Throughout the rehearsal process, I am constantly assessing the work and anticipating possible response in order to reevaluate and detect possible points of alteration in design, movement, gaze, and approach, in order to create a layered world that is much too dense to decipher at first glance... or fifth glance. This is not done in an effort to purposefully guide an audience into unreconcilable confusion. It is done with the audiences experience in mind. 

There have been very few instances where I as an audience member can recall feeling a certain way and not understanding why. Emotional response is wonderful but the human tendency to assign logic and explanation keeps the audience in their seats and never allows them to fully transcend. Getting mired in reasoning and analysis takes away from the experience. 

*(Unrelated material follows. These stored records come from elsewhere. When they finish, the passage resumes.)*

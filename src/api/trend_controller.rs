use tracing::trace;

use crate::core::{DataPoint, DataTable, PolynomialFit, TrendSeries};
use crate::error::{ChartError, ChartResult};
use crate::render::Renderer;

use super::ChartEditor;

/// Table trend fits regress against.
#[derive(Debug, Clone, Copy, PartialEq, Eq)]
pub(super) enum TrendSource {
    Local,
    Alternate,
}

impl<R: Renderer> ChartEditor<R> {
    #[must_use]
    pub fn trends(&self) -> &[TrendSeries] {
        &self.trends
    }

    #[must_use]
    pub fn trend(&self, field: &str) -> Option<&TrendSeries> {
        self.trends.iter().find(|trend| trend.field() == field)
    }

    /// Fits the trend configured for `field` against the current local copy.
    ///
    /// Returns `None` when no trend is configured for the field.
    pub fn trend_fit(&self, field: &str) -> ChartResult<Option<PolynomialFit>> {
        let Some(trend) = self.trend(field) else {
            return Ok(None);
        };
        let source = self.regression_points(&self.local, field)?;
        PolynomialFit::fit(&source, trend.order()).map(Some)
    }

    pub(super) fn build_trends(&self) -> ChartResult<Vec<TrendSeries>> {
        self.trend_styles
            .iter()
            .map(|style| {
                let source = self.regression_points(&self.local, &style.field)?;
                TrendSeries::from_source(style.field.clone(), style.order, &source)
            })
            .collect()
    }

    /// Refits the trend configured for `field`, if any.
    pub(super) fn refit_trend(&mut self, field: &str, source: TrendSource) -> ChartResult<()> {
        let Some(index) = self.trends.iter().position(|trend| trend.field() == field) else {
            return Ok(());
        };
        let points = self.regression_points(self.source_table(source)?, field)?;
        let fit = self.trends[index].refit(&points)?;
        trace!(
            field,
            order = fit.order(),
            samples = points.len(),
            "refit trend"
        );
        Ok(())
    }

    pub(super) fn refit_all_trends(&mut self, source: TrendSource) -> ChartResult<()> {
        let fields: Vec<String> = self
            .trends
            .iter()
            .map(|trend| trend.field().to_owned())
            .collect();
        for field in fields {
            self.refit_trend(&field, source)?;
        }
        Ok(())
    }

    fn source_table(&self, source: TrendSource) -> ChartResult<&DataTable> {
        match source {
            TrendSource::Local => Ok(&self.local),
            TrendSource::Alternate => self.config.alternate_data.as_ref().ok_or_else(|| {
                ChartError::InvalidData("no alternate dataset configured".to_owned())
            }),
        }
    }

    /// `(x, y)` pairs with x from the plotted rows and y from `table`.
    ///
    /// Rows whose x has no numeric coordinate or whose cell is empty are
    /// skipped.
    fn regression_points(&self, table: &DataTable, field: &str) -> ChartResult<Vec<DataPoint>> {
        let mut points = Vec::with_capacity(self.model.rows().len());
        for (row, plotted) in self.model.rows().iter().enumerate() {
            let (Some(x), Some(y)) = (plotted.x.coordinate(), table.number(row, field)?) else {
                continue;
            };
            points.push(DataPoint::new(x, y));
        }
        Ok(points)
    }
}
use chart_editor::core::{
    BarLayout, BarOrientation, CategoryScale, LinearScale, PlotArea, bar_corner_radii,
    project_bars,
};

fn area() -> PlotArea {
    PlotArea::new(0.0, 0.0, 400.0, 200.0).expect("valid area")
}

fn categories(names: &[&str]) -> CategoryScale {
    CategoryScale::new(names.iter().map(|name| (*name).to_owned())).expect("categories")
}

fn layout(orientation: BarOrientation) -> BarLayout {
    BarLayout {
        orientation,
        band_ratio: 0.8,
        slot: 0,
        slots: 1,
        corner_radius: 8.0,
    }
}

#[test]
fn positive_and_negative_columns_share_the_zero_baseline() {
    let scale = LinearScale::new(-20.0, 20.0).expect("scale");
    let bars = project_bars(
        &[Some(10.0), Some(-5.0)],
        &categories(&["A", "B"]),
        scale,
        area(),
        layout(BarOrientation::Vertical),
    )
    .expect("bars");

    assert_eq!(bars.len(), 2);
    // zero sits at y = 100, ten is 50 px above it
    assert!((bars[0].y - 50.0).abs() <= 1e-9);
    assert!((bars[0].height - 50.0).abs() <= 1e-9);
    assert!((bars[0].handle_y - 50.0).abs() <= 1e-9);
    assert!((bars[1].y - 100.0).abs() <= 1e-9);
    assert!((bars[1].height - 25.0).abs() <= 1e-9);
    assert!((bars[1].handle_y - 125.0).abs() <= 1e-9);
}

#[test]
fn columns_are_centered_in_their_band() {
    let scale = LinearScale::new(0.0, 10.0).expect("scale");
    let bars = project_bars(
        &[Some(5.0), Some(5.0)],
        &categories(&["A", "B"]),
        scale,
        area(),
        layout(BarOrientation::Vertical),
    )
    .expect("bars");

    // band 200 px, column 160 px
    assert!((bars[0].x - 20.0).abs() <= 1e-9);
    assert!((bars[0].width - 160.0).abs() <= 1e-9);
    assert!((bars[0].handle_x - 100.0).abs() <= 1e-9);
    assert!((bars[1].handle_x - 300.0).abs() <= 1e-9);
}

#[test]
fn missing_values_produce_no_bar() {
    let scale = LinearScale::new(0.0, 10.0).expect("scale");
    let bars = project_bars(
        &[Some(1.0), None, Some(3.0)],
        &categories(&["A", "B", "C"]),
        scale,
        area(),
        layout(BarOrientation::Vertical),
    )
    .expect("bars");

    let rows: Vec<usize> = bars.iter().map(|bar| bar.row).collect();
    assert_eq!(rows, vec![0, 2]);
}

#[test]
fn horizontal_bars_grow_to_the_right() {
    let scale = LinearScale::new(0.0, 40.0).expect("scale");
    let bars = project_bars(
        &[Some(10.0), Some(30.0)],
        &categories(&["A", "B"]),
        scale,
        area(),
        layout(BarOrientation::Horizontal),
    )
    .expect("bars");

    assert!((bars[0].x - 0.0).abs() <= 1e-9);
    assert!((bars[0].width - 100.0).abs() <= 1e-9);
    assert!((bars[0].handle_x - 100.0).abs() <= 1e-9);
    assert!((bars[1].handle_x - 300.0).abs() <= 1e-9);
    // bands run down the vertical axis, 100 px each
    assert!((bars[0].handle_y - 50.0).abs() <= 1e-9);
    assert!((bars[0].height - 80.0).abs() <= 1e-9);
}

#[test]
fn baseline_clamps_to_domain_when_zero_is_outside() {
    let scale = LinearScale::new(10.0, 20.0).expect("scale");
    let bars = project_bars(
        &[Some(15.0)],
        &categories(&["A"]),
        scale,
        area(),
        layout(BarOrientation::Vertical),
    )
    .expect("bars");

    assert!((bars[0].y + bars[0].height - 200.0).abs() <= 1e-9);
    assert!((bars[0].height - 100.0).abs() <= 1e-9);
}

#[test]
fn clustered_slots_split_the_band() {
    let scale = LinearScale::new(0.0, 10.0).expect("scale");
    let names = categories(&["A", "B"]);
    let first = project_bars(
        &[Some(5.0)],
        &names,
        scale,
        area(),
        BarLayout {
            slot: 0,
            slots: 2,
            ..layout(BarOrientation::Vertical)
        },
    )
    .expect("first slot");
    let second = project_bars(
        &[Some(5.0)],
        &names,
        scale,
        area(),
        BarLayout {
            slot: 1,
            slots: 2,
            ..layout(BarOrientation::Vertical)
        },
    )
    .expect("second slot");

    assert!((first[0].width - 80.0).abs() <= 1e-9);
    assert!((second[0].x - (first[0].x + 80.0)).abs() <= 1e-9);
}

#[test]
fn invalid_layouts_are_rejected() {
    let scale = LinearScale::new(0.0, 10.0).expect("scale");
    let names = categories(&["A"]);
    for bad in [
        BarLayout {
            band_ratio: 0.0,
            ..layout(BarOrientation::Vertical)
        },
        BarLayout {
            band_ratio: 1.5,
            ..layout(BarOrientation::Vertical)
        },
        BarLayout {
            slot: 2,
            slots: 2,
            ..layout(BarOrientation::Vertical)
        },
    ] {
        assert!(project_bars(&[Some(1.0)], &names, scale, area(), bad).is_err());
    }
}

#[test]
fn corners_round_the_free_end() {
    let up = bar_corner_radii(5.0, 8.0, BarOrientation::Vertical);
    assert_eq!((up.top_left, up.top_right, up.bottom_left, up.bottom_right), (8.0, 8.0, 0.0, 0.0));

    let down = bar_corner_radii(-5.0, 8.0, BarOrientation::Vertical);
    assert_eq!((down.top_left, down.bottom_left, down.bottom_right), (0.0, 8.0, 8.0));

    let right = bar_corner_radii(5.0, 8.0, BarOrientation::Horizontal);
    assert_eq!((right.top_right, right.bottom_right, right.top_left), (8.0, 8.0, 0.0));

    let zero = bar_corner_radii(0.0, 8.0, BarOrientation::Vertical);
    assert_eq!(zero.bottom_left, 8.0);

    assert_eq!(bar_corner_radii(5.0, f64::NAN, BarOrientation::Vertical).max(), 0.0);
    assert_eq!(bar_corner_radii(5.0, -3.0, BarOrientation::Vertical).max(), 0.0);
}
use std::fmt::Write as _;

use chrono::NaiveDateTime;
use rust_decimal::prelude::FromPrimitive;
use rust_decimal::{Decimal, RoundingStrategy};

pub const DEFAULT_DATE_FORMAT: &str = "%Y-%m-%d";

/// Parsed `#,###.00`-style number pattern.
#[derive(Debug, Clone, PartialEq, Eq)]
struct NumberPattern {
    prefix: String,
    suffix: String,
    grouping: bool,
    min_decimals: usize,
    max_decimals: usize,
}

impl NumberPattern {
    fn parse(pattern: &str) -> Self {
        let is_digit = |c: char| matches!(c, '#' | '0' | ',' | '.');
        let start = pattern.find(is_digit).unwrap_or(pattern.len());
        let end = pattern.rfind(is_digit).map_or(start, |index| index + 1);
        let core = &pattern[start..end];
        let (integer, fraction) = core.split_once('.').unwrap_or((core, ""));

        let min_decimals = fraction.chars().filter(|c| *c == '0').count();
        let max_decimals = fraction.chars().filter(|c| matches!(c, '0' | '#')).count();
        Self {
            prefix: pattern[..start].to_owned(),
            suffix: pattern[end..].to_owned(),
            grouping: integer.contains(','),
            min_decimals,
            max_decimals,
        }
    }
}

/// Formats `value` with a number pattern.
///
/// `0` after the decimal point is a mandatory digit, `#` an optional one, a
/// `,` in the integer part enables thousands grouping. Text before and after
/// the digit pattern is kept literally, so `"$#,###.00"` and `"#.#%"` work.
#[must_use]
pub fn format_number(value: f64, pattern: &str) -> String {
    if !value.is_finite() {
        return value.to_string();
    }

    let spec = NumberPattern::parse(pattern);
    let decimals = spec.max_decimals;
    let mut text = match Decimal::from_f64(value) {
        Some(decimal) => {
            let rounded = decimal
                .round_dp_with_strategy(decimals as u32, RoundingStrategy::MidpointAwayFromZero);
            format!("{rounded:.decimals$}")
        }
        None => format!("{value:.decimals$}"),
    };

    if let Some(dot) = text.find('.') {
        let mut kept = text.len() - dot - 1;
        while kept > spec.min_decimals && text.ends_with('0') {
            text.pop();
            kept -= 1;
        }
        if kept == 0 {
            text.pop();
        }
    }

    let negative = text.starts_with('-');
    let unsigned = text.trim_start_matches('-');
    let (integer, fraction) = match unsigned.find('.') {
        Some(dot) => (&unsigned[..dot], &unsigned[dot..]),
        None => (unsigned, ""),
    };
    let is_zero = integer.chars().chain(fraction.chars()).all(|c| matches!(c, '0' | '.'));
    let integer = if spec.grouping {
        group_thousands(integer)
    } else {
        integer.to_owned()
    };

    let sign = if negative && !is_zero { "-" } else { "" };
    format!("{}{sign}{integer}{fraction}{}", spec.prefix, spec.suffix)
}

fn group_thousands(digits: &str) -> String {
    let mut grouped = String::with_capacity(digits.len() + digits.len() / 3);
    for (index, digit) in digits.chars().enumerate() {
        if index > 0 && (digits.len() - index) % 3 == 0 {
            grouped.push(',');
        }
        grouped.push(digit);
    }
    grouped
}

/// Formats a date with a strftime pattern, falling back to ISO dates when
/// the pattern is malformed.
#[must_use]
pub fn format_date(time: NaiveDateTime, pattern: &str) -> String {
    let mut text = String::new();
    if write!(text, "{}", time.format(pattern)).is_ok() {
        return text;
    }
    time.format(DEFAULT_DATE_FORMAT).to_string()
}

/// Replaces `{key}` placeholders using `lookup`.
///
/// Unknown keys and unmatched braces are kept verbatim.
pub fn render_template(template: &str, lookup: impl Fn(&str) -> Option<String>) -> String {
    let mut rendered = String::with_capacity(template.len());
    let mut rest = template;
    while let Some(open) = rest.find('{') {
        rendered.push_str(&rest[..open]);
        let after = &rest[open + 1..];
        match after.find('}') {
            Some(close) => {
                let key = &after[..close];
                match lookup(key.trim()) {
                    Some(value) => rendered.push_str(&value),
                    None => {
                        rendered.push('{');
                        rendered.push_str(key);
                        rendered.push('}');
                    }
                }
                rest = &after[close + 1..];
            }
            None => {
                rendered.push_str(&rest[open..]);
                rest = "";
            }
        }
    }
    rendered.push_str(rest);
    rendered
}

The dreamworld is an appropriate comparison. In our dreams everything makes sense. The most absurd and unlikely of scenarios are accepted as fact and we respond to them emotionally. We wake up and begin to analyze, forget, consult symbol dictionaries... and soon the world in which we just took flight becomes more flat than our present reality. In this respect, my choices as a director are positioned toward keeping an audience in the surreal and acceptable chaos of a dream. This requires precise and sometimes manipulative methods that destroy alarm clocks of logical perception that could wake them.

Due to my acute attention to audience response and reconciliation of perception, my work is not as cold and callous as its description might indicate. The audience is taken care of as I attempt to set them down abruptly in a reality that is vastly different from their own. Theatre and art should be an adventure and departure from the mundane and recognizable. We live and breathe reality every day. It’s time to explore the places our hearts, minds, and relationships have never been.